Received February 23, 2022, in final form September 23, 2022; Published online October 03, 2022

Abstract
We present, for the first time, the result (from 2008) that (normal, strongly continuous) Markov semigroups on $\mathscr{B}(G)$ ($G$ a separable Hilbert space) admit a Hudson-Parthasarathy dilation (that is, a dilation to a cocycle perturbation of a noise) if and only if the Markov semigroup is spatial (that is, if it dominates an elementary CP-semigroup).

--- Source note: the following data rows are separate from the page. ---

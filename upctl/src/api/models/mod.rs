//! Request/response data structures for the HTTP API.

pub mod files;
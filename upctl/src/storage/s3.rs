use async_trait::async_trait;
use aws_config::{BehaviorVersion, Region};
use aws_sdk_s3::{
    Client,
    config::{http::HttpResponse, retry::RetryConfig},
    error::{DisplayErrorContext, ProvideErrorMetadata, SdkError},
    primitives::ByteStream,
};
use bytes::Bytes;

use super::{FileStorage, FileStorageRequest, Result, StorageError};

/// S3 storage backend. Works against AWS S3 and S3-compatible stores (MinIO, R2, ...).
///
/// `PutObject` creates objects atomically, so an interrupted upload never becomes visible.
/// SDK-level retries are disabled: a failed write is reported straight back and the client
/// decides whether to try again.
pub struct S3FileStorage {
    client: Client,
    bucket: String,
}

impl S3FileStorage {
    pub fn new(client: Client, bucket: impl Into<String>) -> Self {
        Self {
            client,
            bucket: bucket.into(),
        }
    }

    /// Build a client from the ambient AWS environment (credentials chain, `AWS_REGION`, ...)
    ///
    /// `region` and `endpoint_url` override what the environment provides. Path-style
    /// addressing is needed by most self-hosted S3-compatible stores.
    pub async fn from_env(bucket: &str, region: Option<String>, endpoint_url: Option<String>, force_path_style: bool) -> Self {
        let mut loader = aws_config::defaults(BehaviorVersion::latest());
        if let Some(region) = region {
            loader = loader.region(Region::new(region));
        }
        if let Some(endpoint_url) = endpoint_url {
            loader = loader.endpoint_url(endpoint_url);
        }
        let shared_config = loader.load().await;

        let s3_config = aws_sdk_s3::config::Builder::from(&shared_config)
            .force_path_style(force_path_style)
            .retry_config(RetryConfig::disabled())
            .build();

        Self::new(Client::from_conf(s3_config), bucket)
    }

    pub fn bucket(&self) -> &str {
        &self.bucket
    }
}

#[async_trait]
impl FileStorage for S3FileStorage {
    async fn store(&self, request: FileStorageRequest) -> Result<()> {
        let size = request.content.len();

        self.client
            .put_object()
            .bucket(&self.bucket)
            .key(&request.key)
            .content_type(&request.content_type)
            .content_length(size as i64)
            .body(ByteStream::from(request.content))
            .send()
            .await
            .map_err(classify_sdk_error)?;

        tracing::debug!(bucket = %self.bucket, key = %request.key, size, "Stored object in S3");
        Ok(())
    }

    async fn retrieve(&self, key: &str) -> Result<Bytes> {
        let output = self
            .client
            .get_object()
            .bucket(&self.bucket)
            .key(key)
            .send()
            .await
            .map_err(classify_sdk_error)?;

        let content = output
            .body
            .collect()
            .await
            .map_err(|e| StorageError::Unavailable {
                message: format!("failed to read object body: {e}"),
            })?;

        Ok(content.into_bytes())
    }

    async fn exists(&self, key: &str) -> Result<bool> {
        match self.client.head_object().bucket(&self.bucket).key(key).send().await {
            Ok(_) => Ok(true),
            Err(err) => match classify_sdk_error(err) {
                StorageError::NotFound => Ok(false),
                other => Err(other),
            },
        }
    }
}

/// Error codes S3 (and compatible stores) use for authorization failures
const PERMISSION_CODES: &[&str] = &[
    "AccessDenied",
    "AllAccessDisabled",
    "InvalidAccessKeyId",
    "SignatureDoesNotMatch",
    "ExpiredToken",
    "InvalidToken",
];

/// Error codes that mean the write would exceed some limit
const QUOTA_CODES: &[&str] = &["QuotaExceeded", "ServiceQuotaExceeded", "EntityTooLarge", "XMinioStorageFull"];

/// Error codes that indicate a transient condition on the store side
const UNAVAILABLE_CODES: &[&str] = &["SlowDown", "ServiceUnavailable", "InternalError", "RequestTimeout"];

/// Map an SDK failure onto the storage error categories
fn classify_sdk_error<E>(err: SdkError<E, HttpResponse>) -> StorageError
where
    E: ProvideErrorMetadata + std::error::Error + Send + Sync + 'static,
{
    tracing::debug!(error = %DisplayErrorContext(&err), "S3 request failed");

    let service_failure = match &err {
        SdkError::TimeoutError(_) => {
            return StorageError::Timeout {
                message: "request to object store timed out".to_string(),
            };
        }
        SdkError::DispatchFailure(_) => {
            return StorageError::Unavailable {
                message: "could not reach object store".to_string(),
            };
        }
        SdkError::ResponseError(_) => {
            return StorageError::Unavailable {
                message: "object store sent an unreadable response".to_string(),
            };
        }
        SdkError::ServiceError(service) => Some((service.raw().status().as_u16(), service.err().code().map(str::to_string))),
        _ => None,
    };

    let Some((status, code)) = service_failure else {
        return StorageError::Other(anyhow::Error::new(err));
    };

    let code_is = |codes: &[&str]| code.as_deref().is_some_and(|c| codes.contains(&c));
    let label = code.clone().unwrap_or_else(|| format!("HTTP {status}"));

    if code_is(PERMISSION_CODES) || status == 403 {
        StorageError::PermissionDenied { message: label }
    } else if code_is(QUOTA_CODES) {
        StorageError::QuotaExceeded { message: label }
    } else if code.as_deref() == Some("NoSuchBucket") {
        StorageError::Unavailable {
            message: "bucket does not exist".to_string(),
        }
    } else if code.as_deref() == Some("NoSuchKey") || status == 404 {
        StorageError::NotFound
    } else if code_is(UNAVAILABLE_CODES) || status >= 500 {
        StorageError::Unavailable { message: label }
    } else {
        StorageError::Other(anyhow::Error::new(err))
    }
}

#[cfg(test)]
mod tests {
    use super::*;
    use aws_sdk_s3::config::Credentials;
    use wiremock::matchers::{header, method, path};
    use wiremock::{Mock, MockServer, ResponseTemplate};

    fn storage_for(endpoint_url: &str) -> S3FileStorage {
        let config = aws_sdk_s3::Config::builder()
            .behavior_version(BehaviorVersion::latest())
            .region(Region::new("us-east-1"))
            .credentials_provider(Credentials::new("test-access-key", "test-secret-key", None, None, "test"))
            .endpoint_url(endpoint_url)
            .force_path_style(true)
            .retry_config(RetryConfig::disabled())
            .build();

        S3FileStorage::new(Client::from_conf(config), "test-bucket")
    }

    fn s3_error(status: u16, code: &str) -> ResponseTemplate {
        let body = format!(
            r#"<?xml version="1.0" encoding="UTF-8"?><Error><Code>{code}</Code><Message>{code}</Message><RequestId>req-1</RequestId></Error>"#
        );
        ResponseTemplate::new(status).set_body_raw(body, "application/xml")
    }

    fn request(key: &str) -> FileStorageRequest {
        FileStorageRequest {
            key: key.to_string(),
            content: Bytes::from_static(b"hello world"),
            content_type: "text/plain".to_string(),
        }
    }

    #[tokio::test]
    async fn test_store_puts_object_into_bucket() {
        let server = MockServer::start().await;
        Mock::given(method("PUT"))
            .and(path("/test-bucket/abc-note.txt"))
            .and(header("content-type", "text/plain"))
            .respond_with(ResponseTemplate::new(200))
            .expect(1)
            .mount(&server)
            .await;

        let storage = storage_for(&server.uri());
        storage.store(request("abc-note.txt")).await.unwrap();
    }

    #[tokio::test]
    async fn test_store_access_denied_is_permission_error() {
        let server = MockServer::start().await;
        Mock::given(method("PUT"))
            .respond_with(s3_error(403, "AccessDenied"))
            .expect(1)
            .mount(&server)
            .await;

        let storage = storage_for(&server.uri());
        let result = storage.store(request("abc")).await;

        match result {
            Err(StorageError::PermissionDenied { message }) => assert_eq!(message, "AccessDenied"),
            other => panic!("Expected PermissionDenied, got {other:?}"),
        }
    }

    #[tokio::test]
    async fn test_store_slow_down_is_unavailable_and_not_retried() {
        let server = MockServer::start().await;
        Mock::given(method("PUT"))
            .respond_with(s3_error(503, "SlowDown"))
            .expect(1)
            .mount(&server)
            .await;

        let storage = storage_for(&server.uri());
        let result = storage.store(request("abc")).await;
        assert!(matches!(result, Err(StorageError::Unavailable { .. })));
    }

    #[tokio::test]
    async fn test_retrieve_and_exists() {
        let server = MockServer::start().await;
        Mock::given(method("GET"))
            .and(path("/test-bucket/present"))
            .respond_with(ResponseTemplate::new(200).set_body_bytes(b"hello world".to_vec()))
            .mount(&server)
            .await;
        Mock::given(method("HEAD"))
            .and(path("/test-bucket/present"))
            .respond_with(ResponseTemplate::new(200))
            .mount(&server)
            .await;
        Mock::given(method("HEAD"))
            .and(path("/test-bucket/absent"))
            .respond_with(ResponseTemplate::new(404))
            .mount(&server)
            .await;

        let storage = storage_for(&server.uri());
        assert_eq!(&storage.retrieve("present").await.unwrap()[..], b"hello world");
        assert!(storage.exists("present").await.unwrap());
        assert!(!storage.exists("absent").await.unwrap());
    }

    #[tokio::test]
    async fn test_unreachable_store_is_unavailable() {
        // Reserve a free port, then release it so nothing is listening there
        let listener = std::net::TcpListener::bind("127.0.0.1:0").unwrap();
        let addr = listener.local_addr().unwrap();
        drop(listener);

        let storage = storage_for(&format!("http://{addr}"));
        let result = storage.store(request("abc")).await;
        assert!(matches!(result, Err(StorageError::Unavailable { .. })));
    }
}
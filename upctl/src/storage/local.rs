use std::path::{Component, Path, PathBuf};

use async_trait::async_trait;
use bytes::Bytes;
use tokio::fs;
use tokio::io::AsyncWriteExt;

use super::{FileStorage, FileStorageRequest, Result, StorageError};

/// Directory holding in-flight writes, relative to the storage root
const STAGING_DIR: &str = ".staging";

/// Local filesystem storage backend - stores each object as a file under `base_path`.
///
/// Writes go to a staging file first and are renamed into place once fully flushed, so a
/// reader never observes a half-written object.
pub struct LocalFileStorage {
    base_path: PathBuf,
}

impl LocalFileStorage {
    pub fn new(base_path: PathBuf) -> Self {
        Self { base_path }
    }

    /// Map a storage key to a path under the root, refusing anything that could escape it
    fn object_path(&self, key: &str) -> Result<PathBuf> {
        let relative = Path::new(key);
        let is_plain = !key.is_empty()
            && relative
                .components()
                .all(|component| matches!(component, Component::Normal(part) if part != STAGING_DIR));

        if !is_plain {
            return Err(StorageError::Other(anyhow::anyhow!("Invalid storage key: {:?}", key)));
        }

        Ok(self.base_path.join(relative))
    }
}

#[async_trait]
impl FileStorage for LocalFileStorage {
    async fn store(&self, request: FileStorageRequest) -> Result<()> {
        let full_path = self.object_path(&request.key)?;

        let staging_dir = self.base_path.join(STAGING_DIR);
        fs::create_dir_all(&staging_dir).await?;
        if let Some(parent) = full_path.parent() {
            fs::create_dir_all(parent).await?;
        }

        // Removed on every exit path except a successful rename, including cancellation
        let staging_path = scopeguard::guard(staging_dir.join(uuid::Uuid::new_v4().simple().to_string()), |path| {
            let _ = std::fs::remove_file(path);
        });

        let mut file = fs::File::create(&*staging_path).await?;
        file.write_all(&request.content).await?;
        file.sync_all().await?;
        drop(file);

        fs::rename(&*staging_path, &full_path).await?;
        let _ = scopeguard::ScopeGuard::into_inner(staging_path);

        tracing::debug!(key = %request.key, size = request.content.len(), "Stored object on local filesystem");
        Ok(())
    }

    async fn retrieve(&self, key: &str) -> Result<Bytes> {
        let full_path = self.object_path(key)?;
        let content = fs::read(&full_path).await?;
        Ok(Bytes::from(content))
    }

    async fn exists(&self, key: &str) -> Result<bool> {
        let full_path = self.object_path(key)?;
        Ok(fs::try_exists(&full_path).await?)
    }
}

#[cfg(test)]
mod tests {
    use super::*;

    fn request(key: &str, content: &'static [u8]) -> FileStorageRequest {
        FileStorageRequest {
            key: key.to_string(),
            content: Bytes::from_static(content),
            content_type: "text/plain".to_string(),
        }
    }

    #[tokio::test]
    async fn test_local_storage_lifecycle() {
        let temp_dir = tempfile::tempdir().unwrap();
        let storage = LocalFileStorage::new(temp_dir.path().to_path_buf());

        storage.store(request("uploads/abc-note.txt", b"test content")).await.unwrap();

        assert!(storage.exists("uploads/abc-note.txt").await.unwrap());
        let retrieved = storage.retrieve("uploads/abc-note.txt").await.unwrap();
        assert_eq!(&retrieved[..], b"test content");
    }

    #[tokio::test]
    async fn test_local_storage_leaves_no_staging_files() {
        let temp_dir = tempfile::tempdir().unwrap();
        let storage = LocalFileStorage::new(temp_dir.path().to_path_buf());

        storage.store(request("one", b"1")).await.unwrap();
        storage.store(request("two", b"2")).await.unwrap();

        let mut staged = std::fs::read_dir(temp_dir.path().join(STAGING_DIR)).unwrap();
        assert!(staged.next().is_none());
    }

    #[tokio::test]
    async fn test_local_storage_failed_rename_cleans_up() {
        let temp_dir = tempfile::tempdir().unwrap();
        let storage = LocalFileStorage::new(temp_dir.path().to_path_buf());

        // A non-empty directory at the target makes the final rename fail
        let blocked = temp_dir.path().join("blocked");
        std::fs::create_dir_all(&blocked).unwrap();
        std::fs::write(blocked.join("occupant"), b"x").unwrap();

        let result = storage.store(request("blocked", b"partial")).await;
        assert!(result.is_err());

        let mut staged = std::fs::read_dir(temp_dir.path().join(STAGING_DIR)).unwrap();
        assert!(staged.next().is_none());
        assert!(storage.retrieve("blocked").await.is_err());
        assert_eq!(std::fs::read(blocked.join("occupant")).unwrap(), b"x");
    }

    #[tokio::test]
    async fn test_local_storage_retrieve_nonexistent() {
        let temp_dir = tempfile::tempdir().unwrap();
        let storage = LocalFileStorage::new(temp_dir.path().to_path_buf());

        let result = storage.retrieve("nonexistent/file.dat").await;
        assert!(matches!(result, Err(StorageError::NotFound)));
        assert!(!storage.exists("nonexistent/file.dat").await.unwrap());
    }

    #[tokio::test]
    async fn test_local_storage_rejects_escaping_keys() {
        let temp_dir = tempfile::tempdir().unwrap();
        let storage = LocalFileStorage::new(temp_dir.path().join("root"));

        for key in ["../outside", "/etc/passwd", "a/../../b", "", ".staging/x"] {
            let result = storage.store(request(key, b"nope")).await;
            assert!(matches!(result, Err(StorageError::Other(_))), "key {key:?} should be rejected");
        }
        assert!(!temp_dir.path().join("outside").exists());
    }
}
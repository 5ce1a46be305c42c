//! Storage key derivation.
//!
//! Keys have the form `<prefix><token>[-<filename>]` where `token` is a fresh UUIDv4 in simple
//! (32 hex chars) form and `filename` is the caller's hint reduced to a safe basename.

use std::fmt;

use serde::{Deserialize, Serialize};
use uuid::Uuid;

/// Longest filename suffix kept in a key, in bytes
pub const MAX_FILENAME_LEN: usize = 128;

/// Identifier an uploaded object is persisted under.
///
/// A new key is generated for every upload and never reused, so two uploads can never
/// overwrite each other even when their content and filename are identical.
#[derive(Debug, Clone, PartialEq, Eq, Hash, Serialize, Deserialize)]
#[serde(transparent)]
pub struct StoredObjectKey(String);

impl StoredObjectKey {
    /// Derive a fresh key from the configured prefix and an optional client filename hint
    pub fn generate(prefix: &str, filename_hint: Option<&str>) -> Self {
        let token = Uuid::new_v4().simple().to_string();
        let suffix = filename_hint.and_then(sanitize_filename);

        let mut key = String::with_capacity(prefix.len() + token.len() + suffix.as_ref().map_or(0, |s| s.len() + 1));
        key.push_str(prefix);
        key.push_str(&token);
        if let Some(suffix) = suffix {
            key.push('-');
            key.push_str(&suffix);
        }

        Self(key)
    }

    pub fn as_str(&self) -> &str {
        &self.0
    }

    pub fn into_inner(self) -> String {
        self.0
    }
}

impl fmt::Display for StoredObjectKey {
    fn fmt(&self, f: &mut fmt::Formatter<'_>) -> fmt::Result {
        f.write_str(&self.0)
    }
}

impl AsRef<str> for StoredObjectKey {
    fn as_ref(&self) -> &str {
        &self.0
    }
}

/// Reduce a client-supplied filename to something safe to embed in a storage key.
///
/// Only the last path component survives (both `/` and `\` count as separators, `.` and `..`
/// segments are dropped). Characters outside `[A-Za-z0-9._-]` become `_`, runs of dots collapse
/// to one, and leading dots are stripped. Returns `None` when nothing usable is left.
pub fn sanitize_filename(hint: &str) -> Option<String> {
    let basename = hint
        .split(['/', '\\'])
        .filter(|segment| !segment.is_empty() && *segment != "." && *segment != "..")
        .last()?;

    let mut cleaned = String::with_capacity(basename.len());
    for c in basename.chars() {
        let c = if c.is_ascii_alphanumeric() || matches!(c, '.' | '-' | '_') { c } else { '_' };
        if c == '.' && cleaned.ends_with('.') {
            continue;
        }
        cleaned.push(c);
    }

    let trimmed = cleaned.trim_start_matches('.');
    if trimmed.is_empty() {
        return None;
    }

    // ASCII only at this point, so any byte offset is a char boundary
    Some(trimmed[..trimmed.len().min(MAX_FILENAME_LEN)].to_string())
}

The proof is by general abstract nonsense (taken from Arveson's classification of $E_0$-semigroups on $\mathscr{B}(H)$ by Arveson systems up to cocycle conjugacy) and not, as usual, by constructing the cocycle as a solution of a quantum stochastic differential equation in the sense of Hudson and Parthasarathy. All other results that make similar statements (especially, [Mem. Amer. Math. Soc. 240 (2016), vi+126 pages, arXiv:0901.1798]) for more general $C^*$-algebras) have been proved later by suitable adaptations of the methods exposed here. (They use Hilbert module techniques, which we carefully avoid here in order to make the result available without any appeal to Hilbert modules.)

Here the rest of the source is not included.